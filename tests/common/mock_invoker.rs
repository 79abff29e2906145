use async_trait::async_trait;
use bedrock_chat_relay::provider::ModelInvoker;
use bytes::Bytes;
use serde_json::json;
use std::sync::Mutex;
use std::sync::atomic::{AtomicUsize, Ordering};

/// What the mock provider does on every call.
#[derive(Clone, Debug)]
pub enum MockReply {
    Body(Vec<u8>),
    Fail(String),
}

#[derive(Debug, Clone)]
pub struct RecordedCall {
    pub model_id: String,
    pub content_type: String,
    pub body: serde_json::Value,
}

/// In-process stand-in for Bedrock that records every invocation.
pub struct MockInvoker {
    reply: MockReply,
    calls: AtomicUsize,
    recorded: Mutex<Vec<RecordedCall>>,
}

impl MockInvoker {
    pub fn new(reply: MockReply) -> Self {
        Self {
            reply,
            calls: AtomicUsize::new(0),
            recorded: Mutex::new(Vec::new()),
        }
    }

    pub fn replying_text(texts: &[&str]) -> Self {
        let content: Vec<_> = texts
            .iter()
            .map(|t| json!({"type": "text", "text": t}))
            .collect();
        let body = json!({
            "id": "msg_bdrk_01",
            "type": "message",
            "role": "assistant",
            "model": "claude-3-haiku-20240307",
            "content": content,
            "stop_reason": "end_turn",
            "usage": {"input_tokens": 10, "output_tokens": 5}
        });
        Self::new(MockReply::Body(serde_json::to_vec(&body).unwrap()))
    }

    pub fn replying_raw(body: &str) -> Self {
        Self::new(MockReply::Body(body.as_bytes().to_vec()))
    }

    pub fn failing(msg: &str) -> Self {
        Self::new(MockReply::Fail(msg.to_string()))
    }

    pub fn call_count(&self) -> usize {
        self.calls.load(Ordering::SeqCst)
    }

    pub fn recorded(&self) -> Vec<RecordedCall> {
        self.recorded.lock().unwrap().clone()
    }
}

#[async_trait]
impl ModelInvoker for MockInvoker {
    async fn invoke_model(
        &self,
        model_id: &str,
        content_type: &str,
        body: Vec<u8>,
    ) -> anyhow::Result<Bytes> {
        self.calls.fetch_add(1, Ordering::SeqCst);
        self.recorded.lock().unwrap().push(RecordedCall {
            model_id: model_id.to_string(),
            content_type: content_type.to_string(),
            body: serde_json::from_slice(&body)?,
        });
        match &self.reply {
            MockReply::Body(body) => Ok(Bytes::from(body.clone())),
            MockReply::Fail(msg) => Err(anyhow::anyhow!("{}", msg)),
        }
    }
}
* * *
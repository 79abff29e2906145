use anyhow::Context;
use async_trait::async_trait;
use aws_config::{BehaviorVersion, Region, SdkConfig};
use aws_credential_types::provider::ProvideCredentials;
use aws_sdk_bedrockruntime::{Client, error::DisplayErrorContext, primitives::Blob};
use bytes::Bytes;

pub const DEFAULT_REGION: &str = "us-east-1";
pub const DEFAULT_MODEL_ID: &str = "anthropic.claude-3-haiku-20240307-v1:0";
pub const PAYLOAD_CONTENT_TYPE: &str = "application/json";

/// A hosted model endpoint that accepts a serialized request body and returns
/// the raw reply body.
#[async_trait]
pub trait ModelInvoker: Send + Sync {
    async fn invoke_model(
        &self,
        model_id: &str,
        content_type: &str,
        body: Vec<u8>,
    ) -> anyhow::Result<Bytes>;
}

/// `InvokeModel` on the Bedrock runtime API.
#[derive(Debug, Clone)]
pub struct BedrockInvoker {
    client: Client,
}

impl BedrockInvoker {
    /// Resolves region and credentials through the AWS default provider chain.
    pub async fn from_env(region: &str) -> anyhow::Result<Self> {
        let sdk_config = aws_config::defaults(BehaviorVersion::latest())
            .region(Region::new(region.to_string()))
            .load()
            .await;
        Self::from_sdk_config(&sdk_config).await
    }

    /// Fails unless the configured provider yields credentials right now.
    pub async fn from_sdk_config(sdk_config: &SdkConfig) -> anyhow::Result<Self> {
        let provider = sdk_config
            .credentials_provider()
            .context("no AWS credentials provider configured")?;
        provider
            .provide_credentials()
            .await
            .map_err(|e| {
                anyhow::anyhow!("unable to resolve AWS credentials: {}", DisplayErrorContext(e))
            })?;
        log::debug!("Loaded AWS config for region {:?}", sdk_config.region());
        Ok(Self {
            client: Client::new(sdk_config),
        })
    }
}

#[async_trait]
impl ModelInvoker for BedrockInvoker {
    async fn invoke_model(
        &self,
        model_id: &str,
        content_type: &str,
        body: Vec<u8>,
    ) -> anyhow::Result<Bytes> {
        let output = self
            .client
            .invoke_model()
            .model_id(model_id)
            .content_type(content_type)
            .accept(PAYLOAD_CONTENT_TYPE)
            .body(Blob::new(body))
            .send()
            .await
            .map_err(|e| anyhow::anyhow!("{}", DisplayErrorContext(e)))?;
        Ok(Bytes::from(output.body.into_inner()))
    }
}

What you will do: Only the lines containing the word "impl" should be returned from the data above.

Exercise result:
impl MockInvoker {
impl ModelInvoker for MockInvoker {
impl BedrockInvoker {
impl ModelInvoker for BedrockInvoker {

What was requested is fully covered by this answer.